Others stop to fuel up and use the station’s showers and its motel rooms, or to play video games, buy replacement parts, or take a trip over to Beuford’s Beauty & Barber.
Inside the Triple T, they offer traditional Arizona snacks, such as Arizona Prickly Pear Gourmet Licorice and Arizona Root Beer Taffy, both made for Sallie Sue’s Gift Shoppe inside the center.
Just down two exits east from the Triple T is a black bull suspended on a pole. This is the Vail Steakhouse Cafe and Diner. Though the building has changed hands multiple times since it was built, and the latest owners have no connection to the old Benson Highway, the classic sign remains.
George Georgelos, owner of Vail Steakhouse Café, proudly shares images of John Wayne around his restaurant. He points at a chair at their old-fashioned looking bar and explains that Wayne had once sat there with his castmates as they took a break from filming the 1966 film, “El Dorado.”
“Business hasn’t always been great, but it is getting better,” Georgelos says.
Georgelos proudly parades around the restaurant, discussing hidden restaurant secrets, such as a tile that is different than all of the others in the main dining room floor.
“This was the original floor from back in the 1900s,” he says. “They made this tile different so it would bring good luck to the restaurant.”
Georgelos describes how his acre lot once was a farm. “They’d bring the cows in right from the back. You can still see some of the troughs,” Georgelos said.
Hop back on the freeway toward Benson.
Soon, the Benson Highway labeling will end and you will hit Marsh Station Road. This too was part of the older U.S. 80, and though only a detour of an additional two miles, it was probably the most significant rerouting.
Soon enough, you will hop back on I-10 at Exit 291. Another 11 miles before reaching Benson. There are no other options, and any remaining stretches of Benson Highway is paved over.
Take Exit 302, the first to Benson, and you will see remaining frontage road after driving past and around the McDonald’s with a rotting, fake, one-eyed dinosaur outside. But it is also another dead end.
Come back to Exit 302 and enter I-10. One last exit, 303, remains. You will see that it must be where Benson Highway ended because it was the exit back to the SR 80.
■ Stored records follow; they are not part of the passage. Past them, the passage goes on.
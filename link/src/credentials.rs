//! Persisted session credential.
//!
//! The credential is stored as JSON under a fixed key of the profile
//! storage, so every tab sees the same session. Saving or clearing it also
//! dispatches the in-process credential signal, because storage changes are
//! never reported to the tab that made them.

use crate::{
    auth::Credential,
    error::Result,
    storage::TabStorage,
    sync::SignalBus,
};

/// Default storage key of the credential.
pub const DEFAULT_CREDENTIAL_KEY: &str = "auth_token";

/// Reads and writes the current [`Credential`] of a tab.
#[derive(Clone)]
pub struct CredentialStore {
    storage: TabStorage,
    signals: SignalBus,
    key: String,
}

impl CredentialStore {
    pub fn new(storage: TabStorage, signals: SignalBus) -> Self {
        Self::with_key(storage, signals, DEFAULT_CREDENTIAL_KEY)
    }

    pub fn with_key(storage: TabStorage, signals: SignalBus, key: impl Into<String>) -> Self {
        Self {
            storage,
            signals,
            key: key.into(),
        }
    }

    pub fn key(&self) -> &str {
        &self.key
    }

    pub fn signals(&self) -> &SignalBus {
        &self.signals
    }

    /// Current credential.
    ///
    /// Unreadable, corrupt or unusable entries count as "logged out"; they
    /// are logged, never returned as errors.
    pub fn load(&self) -> Option<Credential> {
        let raw = match self.storage.get(&self.key) {
            Ok(Some(raw)) => raw,
            Ok(None) => return None,
            Err(e) => {
                log::warn!("[jobdesk-link] Failed to read credential: {}", e);
                return None;
            },
        };

        match serde_json::from_str::<Credential>(&raw) {
            Ok(credential) if credential.is_usable() => Some(credential),
            Ok(_) => {
                log::warn!("[jobdesk-link] Ignoring stored credential without token or user");
                None
            },
            Err(e) => {
                log::warn!("[jobdesk-link] Ignoring corrupt stored credential: {}", e);
                None
            },
        }
    }

    /// Persist `credential` (login) and notify this tab.
    pub fn save(&self, credential: &Credential) -> Result<()> {
        let json = serde_json::to_string(credential)?;
        self.storage.set(&self.key, &json)?;
        log::info!("[jobdesk-link] Credential saved for user {}", credential.user_id);
        self.signals.credential_changed(&self.key);
        Ok(())
    }

    /// Remove the credential (logout) and notify this tab.
    pub fn clear(&self) -> Result<()> {
        self.storage.remove(&self.key)?;
        log::info!("[jobdesk-link] Credential cleared");
        self.signals.credential_changed(&self.key);
        Ok(())
    }
}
Not much neon lines the streets of Benson. Benson is much more modern. On the left is a Walmart, and just down the road a Safeway. However, there are still remnants of the old highway.
The Quarter Horse Motel and RV Park, 800 W. Fourth St., is one of the last vintage motels down the Benson Highway. Guests walk toward the office but stop because of a sign in the window: “Closed Sundays.”
Reb’s Cafe & Coffee Shop, not too far down the road, advertises authentic food and looks slightly aged, but friendly. Its less-neon signage is still vintage and welcomes guests. Reb’s looks as if it has been here for a long time.
Lynn Hanson, a waitress at Reb’s, greets guests. She and one of the men in the kitchen, Jonathan Schriver, explain that the cafe has been open for about 24 years. Before that, it was another restaurant. and in the heyday of U.S. 80, it was an A&W restaurant.
The decor includes plenty of pictures of Old West heroes like John Wayne and Roy Rogers. Some are autographed, and some claim the celebrities of yesteryear used to eat at the restaurant.
A man sitting alone at a corner table orders a burger and fries, and watches the camaraderie of the staff. Hanson gives his order ticket to the cook, who jokes, “Aww, work. I thought I came here to get away from the kids.”
“And get paychecks,” Hanson jokes.
The drive back to Tucson is colorful and peaceful. And much faster. About an hour.
It’s like any freeway drive. Monotonous. The back road was anything but.